El capital deja de ser el factor de la producción dominante, para ser reemplazado por el conocimiento, no apropiable en principio, salvo mediante leyes e instituciones de propiedad industrial e intelectual eficaces. La concentración espacial es sustituida por la interconexión, las economías de escala ceden el lugar a las economías de interrelación, y éstas demandan infraestructuras distintas a las industriales. La ocupación libre y productiva en tareas que implican aprendizaje continuo y creatividad se multiplica, en tanto la oferta de empleo asalariado en tareas repetitivas y subordinadas se contrae irremediablemente. Las energías basadas en la extracción de recursos fósiles van siendo combinadas y paulatinamente reemplazadas por energías originadas en fuentes potencialmente inagotables: cósmicas, atmosféricas o biológicas, de más baja entropía. La seguridad social estructurada en torno al empleo asalariado demanda ser complementada y eventualmente sustituida por redes eficaces de solidaridad social público-privadas y comunitarias que garanticen a todos acceso universal al cuidado a la salud y oportunidades de ocio creativo y no sólo recreativo, que se entrelacen con una rica dinámica social de educación para la generación y enriquecimiento del conocimiento, en vez de limitarse a su absorción subordinada.

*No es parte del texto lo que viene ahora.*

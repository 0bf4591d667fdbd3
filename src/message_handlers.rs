use super::*;

pub(super) async fn handle_message(msg: Message, state: Arc<AppState>) -> Result<()> {
    let Some(user) = msg.from() else {
        return Ok(());
    };
    let Some(text) = msg.text() else {
        return Ok(());
    };
    let chat_id = msg.chat.id;

    state.users.record(&Actor::from(user)).await;

    if let Some(cmd) = parse_command(text) {
        handle_command(&state, chat_id, cmd).await;
        return Ok(());
    }

    let effects = state.conversation.handle_text(chat_id, text).await;
    run_effects(&state, chat_id, effects).await;
    Ok(())
}

async fn handle_command(state: &Arc<AppState>, chat_id: ChatId, cmd: &str) {
    match cmd {
        "start" | "menu" => send_main_menu(state, chat_id).await,
        "cancel" => {
            let text = if state.conversation.cancel(chat_id).await {
                "Custom gift setup cancelled."
            } else {
                "Nothing to cancel."
            };
            run_effects(
                state,
                chat_id,
                vec![Effect::Reply {
                    text: text.to_string(),
                    keyboard: None,
                }],
            )
            .await;
        }
        "stop" => {
            let stopped = state.sweeps.cancel_for(chat_id).await;
            let text = match stopped {
                0 => "No sending in progress.".to_string(),
                1 => "Stopped 1 sending task.".to_string(),
                n => format!("Stopped {} sending tasks.", n),
            };
            run_effects(
                state,
                chat_id,
                vec![Effect::Reply {
                    text,
                    keyboard: None,
                }],
            )
            .await;
        }
        _ => {
            // Unknown commands are ignored.
        }
    }
}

Estas tendencias son ya irreversibles y su predominio global se hace cada vez más patente, a pesar de que por ahora se manifiestan como crisis, en tanto se consolidan los profundos cambios institucionales y culturales necesarios para su pleno despliegue. Las naciones que con más prontitud se pongan a la vanguardia de estas transformaciones, adelantándose en la construcción de las instituciones, infraestructuras y capacidades sociales que demandan, podrán dar un gran salto adelante y tomar el liderazgo en la naciente Civilización Planetaria Sustentable.

Las habilidades y conocimientos son insumos productivos valiosos, y es de esperarse que su valor se incremente cuando la economía crece y la demanda de habilidades y conocimientos (capital humano e intelectual) se expande. Alcanzar y mantener una economía de plena ocupación es indispensable para hacer un aprovechamiento social óptimo del acervo nacional de capital humano y para dar al crecimiento un carácter incluyente.

El uso de internet se ha generalizado y el costo del acceso baja cada día en casi todo el mundo. No con suficiente rapidez en México, donde no hay una política pública sistemática para cerrar la brecha digital, reduciendo las barreras de entrada a internet, tanto regulatorias como lingüísticas y económicas. Hoy la red es el espacio donde operan los mercados globales. Ahí se hacen y deshacen las fortunas, ahí se pierde y se gana el poder político, el prestigio y el liderazgo moral.

Ante estas transformaciones radicales de la economía y las tecnologías que le dan sustento, cabe preguntarnos no tanto cuál es el porvenir del Estado, sino más bien si el Estado —ortodoxamente entendido como Estado nacional— tiene porvenir. O bien ¿Un Estado global o planetario sigue siendo Estado?